Look for "InvalidArgument" in each line of the records, and copy the lines that have it.

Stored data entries
+++++
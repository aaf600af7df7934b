//! One-dimensional axes and the tensor-product grid.
//!
//! Axis constructors return strictly increasing knot vectors. The
//! concentrated ones (`sinh`, `exponential`, `cubic sigmoid`) place more
//! knots near a point of interest, and can snap a knot exactly onto it so
//! that the solution there is read without interpolation error.

use fd_core::{
    errors::{Error, Result},
    Real,
};
use fd_math::{brent_minimize, close_enough, golden_section};
use tracing::{debug, warn};

use super::coefficients::deltas;

// ── Axes ──────────────────────────────────────────────────────────────────────

/// `n` equally spaced knots on `[low, high]`.
pub fn uniform_axis(low: Real, high: Real, n: usize) -> Result<Vec<Real>> {
    let params = format!("uniform(low={low}, high={high}, n={n})");
    if n == 0 || !(low.is_finite() && high.is_finite()) || (n > 1 && low >= high) {
        return Err(Error::Construction {
            params,
            reason: "need n >= 1 and low < high".into(),
        });
    }
    if n == 1 {
        return Ok(vec![low]);
    }
    let step = (high - low) / (n - 1) as Real;
    let mut axis: Vec<Real> = (0..n).map(|i| low + i as Real * step).collect();
    axis[n - 1] = high;
    Ok(axis)
}

/// `n` knots on `[0, ≈high]`, concentrated around `exact` via a sinh map
/// with density parameter `density` (smaller means tighter).
///
/// The upper end is searched within ±5% of `high` for the placement that
/// puts a knot nearest to `exact`; with `force_exact` that knot is then
/// moved onto `exact`.
pub fn sinh_axis(
    exact: Real,
    high: Real,
    density: Real,
    n: usize,
    force_exact: bool,
) -> Result<Vec<Real>> {
    let params = format!("sinh(exact={exact}, high={high}, density={density}, n={n})");
    if n == 1 {
        return Ok(vec![exact]);
    }
    if n == 0 || !(density > 0.0) || !(high > 0.0) || !exact.is_finite() {
        return Err(Error::Construction {
            params,
            reason: "need n >= 1, density > 0 and high > 0".into(),
        });
    }

    let knots = |top: Real| -> Vec<Real> {
        let start = (-exact / density).asinh();
        let step = (((top - exact) / density).asinh() - start) / n as Real;
        let raw: Vec<Real> = (0..n)
            .map(|i| exact + density * (start + i as Real * step).sinh())
            .collect();
        let floor = raw[0];
        raw.into_iter().map(|x| x - floor).collect()
    };
    let miss = |top: Real| {
        let axis = knots(top);
        (axis[nearest_index(&axis, exact)] - exact).abs()
    };

    let (lo, hi) = (0.95 * high, 1.05 * high);
    let tolerance = 1e-8 * high;
    let best = match brent_minimize(miss, lo, hi, tolerance, 500) {
        Ok(m) => m,
        Err(e) => {
            warn!(%params, error = %e, "Brent search failed, retrying with golden section");
            golden_section(miss, lo, hi, tolerance, 2_000).map_err(|e| Error::Construction {
                params: params.clone(),
                reason: e.to_string(),
            })?
        }
    };

    let mut axis = knots(best.x);
    if force_exact {
        let j = nearest_index(&axis, exact);
        axis[j] = exact;
    }
    check_increasing(&axis, &params)?;
    debug!(%params, top = best.x, miss = best.value, "sinh axis built");
    Ok(axis)
}

/// `n` knots `x_i = (l + i·dv)^power` on `[low, high]` with `l = low^(1/power)`.
///
/// With `force_exact` the spacing `dv` is stretched so that the last knot at
/// or below `exact` lands on it; the top of the axis then moves slightly past
/// `high`.
pub fn exponential_axis(
    low: Real,
    exact: Real,
    high: Real,
    power: Real,
    n: usize,
    force_exact: bool,
) -> Result<Vec<Real>> {
    let params =
        format!("exponential(low={low}, exact={exact}, high={high}, power={power}, n={n})");
    if n == 1 {
        return Ok(vec![exact]);
    }
    let fail = |reason: &str| Error::Construction {
        params: params.clone(),
        reason: reason.to_string(),
    };
    if n == 0 || !(power > 0.0) || !(low >= 0.0) || !(low < high) {
        return Err(fail("need n >= 1, power > 0 and 0 <= low < high"));
    }
    if force_exact && !(low < exact && exact < high) {
        return Err(fail("exact must lie strictly inside (low, high)"));
    }

    let l = low.powf(1.0 / power);
    let h = high.powf(1.0 / power);
    let mut dv = (h - l) / (n - 1) as Real;
    let mut snapped = None;
    if force_exact {
        let x = exact.powf(1.0 / power);
        let above = (1..n)
            .find(|&i| l + i as Real * dv > x)
            .ok_or_else(|| fail("no knot lies above exact"))?;
        let j = above - 1;
        if j == 0 {
            return Err(fail("exact lies below the first interior knot"));
        }
        dv = (x - l) / j as Real;
        snapped = Some(j);
    }

    let mut axis: Vec<Real> = (0..n)
        .map(|i| (l + i as Real * dv).powf(power))
        .collect();
    if let Some(j) = snapped {
        axis[j] = exact;
    }
    check_increasing(&axis, &params)?;
    debug!(%params, "exponential axis built");
    Ok(axis)
}

/// `n` knots on `[2·exact - high, high]`, concentrated around `exact` by a
/// cubic map; `density = 0` gives a uniform axis.
pub fn cubic_sigmoid_axis(exact: Real, high: Real, density: Real, n: usize) -> Result<Vec<Real>> {
    let params = format!("cubic_sigmoid(exact={exact}, high={high}, density={density}, n={n})");
    if n == 1 {
        return Ok(vec![exact]);
    }
    if n == 0 || !(high > exact) || !(density >= 0.0) {
        return Err(Error::Construction {
            params,
            reason: "need n >= 1, high > exact and density >= 0".into(),
        });
    }
    if density == 0.0 {
        return uniform_axis(2.0 * exact - high, high, n);
    }
    let scale = (high - exact) / (density.powi(3) + density);
    let dx = 1.0 / (n - 1) as Real;
    let axis: Vec<Real> = (0..n)
        .map(|i| {
            let x = (2.0 * i as Real * dx - 1.0) * density;
            exact + (x.powi(3) + x) * scale
        })
        .collect();
    check_increasing(&axis, &params)?;
    Ok(axis)
}

fn check_increasing(axis: &[Real], params: &str) -> Result<()> {
    if axis.iter().any(|x| !x.is_finite()) || axis.windows(2).any(|w| w[1] <= w[0]) {
        return Err(Error::Construction {
            params: params.to_string(),
            reason: "knots are not strictly increasing".into(),
        });
    }
    Ok(())
}

/// Index of the knot nearest to `x` (ties go to the lower knot).
pub fn nearest_index(axis: &[Real], x: Real) -> usize {
    let upper = axis.partition_point(|k| *k < x);
    if upper == 0 {
        return 0;
    }
    if upper == axis.len() {
        return axis.len() - 1;
    }
    if x - axis[upper - 1] <= axis[upper] - x {
        upper - 1
    } else {
        upper
    }
}

// ── Grid ──────────────────────────────────────────────────────────────────────

/// Tensor product of axes with the initial condition and the live solution.
///
/// Values are flattened row-major: for shape `(n0, n1)` point `(i, j)` sits at
/// `i·n1 + j`.
#[derive(Debug, Clone, PartialEq)]
pub struct Grid {
    axes: Vec<Vec<Real>>,
    shape: Vec<usize>,
    initial: Vec<Real>,
    domain: Vec<Real>,
}

impl Grid {
    /// Build a grid from `axes`, evaluating `payoff` at every point for the
    /// initial condition.
    pub fn new<F>(axes: Vec<Vec<Real>>, payoff: F) -> Result<Self>
    where
        F: Fn(&[Real]) -> Real,
    {
        if axes.is_empty() {
            return Err(Error::InvalidArgument("grid needs at least one axis".into()));
        }
        for (d, axis) in axes.iter().enumerate() {
            if axis.is_empty() {
                return Err(Error::InvalidArgument(format!("grid axis {d} has no knots")));
            }
            check_increasing(axis, &format!("grid axis {d}"))?;
        }
        let shape: Vec<usize> = axes.iter().map(Vec::len).collect();
        let len = shape.iter().product();
        let mut point = vec![0.0; axes.len()];
        let mut initial = Vec::with_capacity(len);
        for flat in 0..len {
            let mut rest = flat;
            for d in (0..axes.len()).rev() {
                point[d] = axes[d][rest % shape[d]];
                rest /= shape[d];
            }
            initial.push(payoff(&point));
        }
        let domain = initial.clone();
        Ok(Self {
            axes,
            shape,
            initial,
            domain,
        })
    }

    /// Points per axis.
    #[inline]
    pub fn shape(&self) -> &[usize] {
        &self.shape
    }

    /// Number of axes.
    #[inline]
    pub fn ndim(&self) -> usize {
        self.axes.len()
    }

    /// Total number of points.
    #[inline]
    pub fn len(&self) -> usize {
        self.initial.len()
    }

    /// Whether the grid has no points.
    #[inline]
    pub fn is_empty(&self) -> bool {
        self.initial.is_empty()
    }

    /// Knots of axis `d`.
    pub fn axis(&self, d: usize) -> &[Real] {
        &self.axes[d]
    }

    /// All axes.
    pub fn axes(&self) -> &[Vec<Real>] {
        &self.axes
    }

    /// Spacings of axis `d`.
    pub fn deltas(&self, d: usize) -> Vec<Real> {
        deltas(&self.axes[d])
    }

    /// The initial condition (payoff).
    pub fn initial(&self) -> &[Real] {
        &self.initial
    }

    /// The current solution.
    pub fn domain(&self) -> &[Real] {
        &self.domain
    }

    /// Mutable access to the current solution.
    pub fn domain_mut(&mut self) -> &mut [Real] {
        &mut self.domain
    }

    /// Reset the solution to the initial condition.
    pub fn reset(&mut self) {
        self.domain.copy_from_slice(&self.initial);
    }

    /// Index along axis `d` of the knot nearest to `x`.
    pub fn nearest_index(&self, d: usize, x: Real) -> usize {
        nearest_index(&self.axes[d], x)
    }

    /// Flattened position of the multi-index `index`.
    pub fn flat_index(&self, index: &[usize]) -> usize {
        index
            .iter()
            .zip(&self.shape)
            .fold(0, |flat, (i, n)| flat * n + i)
    }

    /// Coordinates of the flattened point `flat`.
    pub fn point(&self, flat: usize) -> Vec<Real> {
        let mut point = vec![0.0; self.ndim()];
        let mut rest = flat;
        for d in (0..self.ndim()).rev() {
            point[d] = self.axes[d][rest % self.shape[d]];
            rest /= self.shape[d];
        }
        point
    }

    /// Multilinear interpolation of `values` at `at`.
    pub fn interpolate(&self, values: &[Real], at: &[Real]) -> Result<Real> {
        if values.len() != self.len() || at.len() != self.ndim() {
            return Err(Error::InvalidArgument(format!(
                "interpolate: {} values at a {}-d point on a grid of {} points in {} dimensions",
                values.len(),
                at.len(),
                self.len(),
                self.ndim()
            )));
        }
        let mut cells = Vec::with_capacity(self.ndim());
        for (d, &x) in at.iter().enumerate() {
            let axis = &self.axes[d];
            if axis.len() == 1 {
                cells.push((0, 0.0));
                continue;
            }
            let (first, last) = (axis[0], axis[axis.len() - 1]);
            // Points rebuilt from a knot (exp then ln) may land a few ulps outside.
            let x = if close_enough(x, first, 42) {
                first
            } else if close_enough(x, last, 42) {
                last
            } else {
                x
            };
            if !(x >= first && x <= last) {
                return Err(Error::InvalidArgument(format!(
                    "interpolate: {x} lies outside axis {d} [{first}, {last}]"
                )));
            }
            let upper = axis.partition_point(|k| *k <= x).clamp(1, axis.len() - 1);
            let lower = upper - 1;
            let weight = (x - axis[lower]) / (axis[upper] - axis[lower]);
            cells.push((lower, weight));
        }

        let mut value = 0.0;
        let mut index = vec![0usize; self.ndim()];
        for corner in 0..(1usize << self.ndim()) {
            let mut weight = 1.0;
            for (d, &(lower, w)) in cells.iter().enumerate() {
                let up = (corner >> d) & 1 == 1;
                if up && self.shape[d] == 1 {
                    weight = 0.0;
                    break;
                }
                index[d] = lower + usize::from(up);
                weight *= if up { w } else { 1.0 - w };
            }
            if weight != 0.0 {
                value += weight * values[self.flat_index(&index)];
            }
        }
        Ok(value)
    }
}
+++++
* Solution to the exercise *
            return Err(Error::InvalidArgument("grid needs at least one axis".into()));
                return Err(Error::InvalidArgument(format!("grid axis {d} has no knots")));
            return Err(Error::InvalidArgument(format!(
                return Err(Error::InvalidArgument(format!(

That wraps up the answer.